Mujeres del mundo… Unios!!

MONICA PERCIVALE*

 

El aumento de femicidios ha originado un movimiento conjunto en ambas márgenes del Río de la Plata que se ha autodenominado “Ni una Menos” -títlotulo que aduce a la urgente necesidad de no seguir perdiendo madres, hermanas, hijas, tías o sobrinas a manos de un hombre.

 

Como comunicadora social, como trabajadora comunitaria y como mujer no puedo dejar de sentirme desbordada por la enorme emoción de las decenas de notas que han poblado las distintas redes sociales en los últimos días en relación a la Marcha realizada simultáneamente en Argentina y Uruguay el pasado miércoles.

 

La realidad del tema duele, por ende es imposible desprenderse de los sentimientos que ese dolor genera. Pero es necesaria la pausa de la reflexión para siquiera pensar en encontrar la punta del hilo que nos permita desenredar la madeja de la situación de vida de las mujeres en el mundo entero.

 

La violencia domestica, de género, contra la mujer o intrafamiliar cualquiera sea el término evolutivo al que queramos adherir como correcto, tiene una raíz de historia, de la enseñanza que mamamos e impartimos desde el primer día.
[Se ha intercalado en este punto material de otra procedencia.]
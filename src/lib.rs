//! # newsdedup
//!
//! Near-duplicate filter for a Tiny Tiny RSS unread-article stream.
//!
//! newsdedup watches newly arrived headlines, recognizes titles that are
//! close rewordings of recently seen titles (the same story republished by
//! several feeds), and marks the duplicates as read so a reader only ever
//! sees one copy.
//!
//! ## Architecture
//!
//! ```text
//! supervisor ──► DedupEngine ──► NewsBackend (Tiny Tiny RSS API)
//!                   │
//!                   ├─► FeedFilter      include/ignore rules
//!                   ├─► TitleMemory     bounded recent-title window
//!                   └─► similarity      token-sort ratio scorer
//! ```
//!
//! The engine runs one [`DedupEngine::run_cycle`] pass at a time; the
//! supervisor retries failed passes forever and only an interrupt stops
//! the process. All dedup state (the title window and the last-seen-id
//! cursor) lives on the engine instance, nowhere else.
//!
//! ## Example
//!
//! ```rust,ignore
//! use newsdedup::{Config, DedupEngine, TtRssClient};
//!
//! let config = Config::load("newsdedup.toml")?;
//! let client = TtRssClient::connect(&config.connection)?;
//! let mut engine = DedupEngine::new(client, &config.dedup, false);
//! engine.learn()?;
//! let stats = engine.run_cycle()?;
//! ```

#![deny(clippy::all)]
#![warn(clippy::pedantic)]
#![warn(missing_docs)]
#![forbid(unsafe_code)]
// multiple_crate_versions is inherently crate-level (detects duplicate
// transitive dependencies) and cannot be moved to function level.
#![allow(clippy::multiple_crate_versions)]

use thiserror::Error as ThisError;

// Module declarations
pub mod client;
pub mod config;
pub mod models;
pub mod observability;
pub mod services;

// Re-exports for convenience
pub use client::{HeadlinesRequest, NewsBackend, TtRssClient};
pub use config::{Config, ConnectionConfig, DedupConfig};
pub use models::{Headline, ViewMode};
pub use services::{CycleStats, DedupEngine, FeedFilter, TitleMemory, supervise, token_sort_ratio};

/// Error type for newsdedup operations.
///
/// Uses `thiserror` for automatic `Display` and `Error` trait implementations.
///
/// # Error Variant Triggers
///
/// | Variant | Raised When |
/// |---------|-------------|
/// | `Config` | Missing/unreadable config file, invalid section values |
/// | `Transport` | Connection refused, TLS failure, malformed response body |
/// | `Api` | Backend returned an error status (bad login, unknown method) |
#[derive(Debug, ThisError)]
pub enum Error {
    /// The configuration file is missing, unreadable, or invalid.
    ///
    /// Fatal at startup: the process exits with status 1 before any
    /// backend contact.
    #[error("configuration error: {0}")]
    Config(String),

    /// An HTTP transport failure while talking to the backend.
    ///
    /// Recoverable: caught at the supervisor boundary and retried.
    #[error("transport error: {0}")]
    Transport(#[from] reqwest::Error),

    /// The backend accepted the request but reported a failure.
    ///
    /// Raised when:
    /// - The API envelope carries a non-zero status
    /// - The `content` payload does not decode as the expected shape
    /// - Login did not yield a session id
    #[error("backend operation '{operation}' failed: {cause}")]
    Api {
        /// The API operation that failed.
        operation: String,
        /// The underlying cause.
        cause: String,
    },
}

/// Result type alias for newsdedup operations.
pub type Result<T> = std::result::Result<T, Error>;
Yace en lo que brindamos a nuestros hijos e hijas y en lo que esperamos de nuestras madres y padres. Actitudes y derechos diferentes, casi podríamos decir que opuestos.

 

No tengo dudas que encontrar la solución es un tema de hombres y mujeres, que juntos debemos repensar los roles, y con ellos las obligaciones y derechos de lo que hoy parecen ser dos especies diferentes una masculina que ejerce el poder y el control y una femenina que debe acatar y obedecer. No digo que no hayamos avanzado en la lucha por los derechos de la mujer. Sería ignorante de mi parte negar que hoy las mujeres gozamos de la mayor cantidad de programas y apoyo. Me refiero es a cambiar la esencia, la base que nos autoriza a establecer y mantener los roles que perpetúan la desigualdad.

 

Entiendo que la solución empieza por cada una de nosotras orientándonos al vinculo con otra mujeres, a la solidaridad de género que nos permita cambiar de a poco el modelo de familia nuclear; cambiar la hipocresía de la sociedad que crea las campañas de redes sociales,  se enardece con las noticias de las muertes y se levanta en protesta para luego sentarse cómodamente  frente a la misma pantalla de televisión o de computadora a aplaudir los programas televisivos y los avisos que convierten a diario a la mujer en un pedazo de carne que se ofrece para la satisfacción masculina. Nada cambia si no cambiamos nosotros primero.

 

*Periodista y trabajadora social, uruguaya, radicada en Toronto.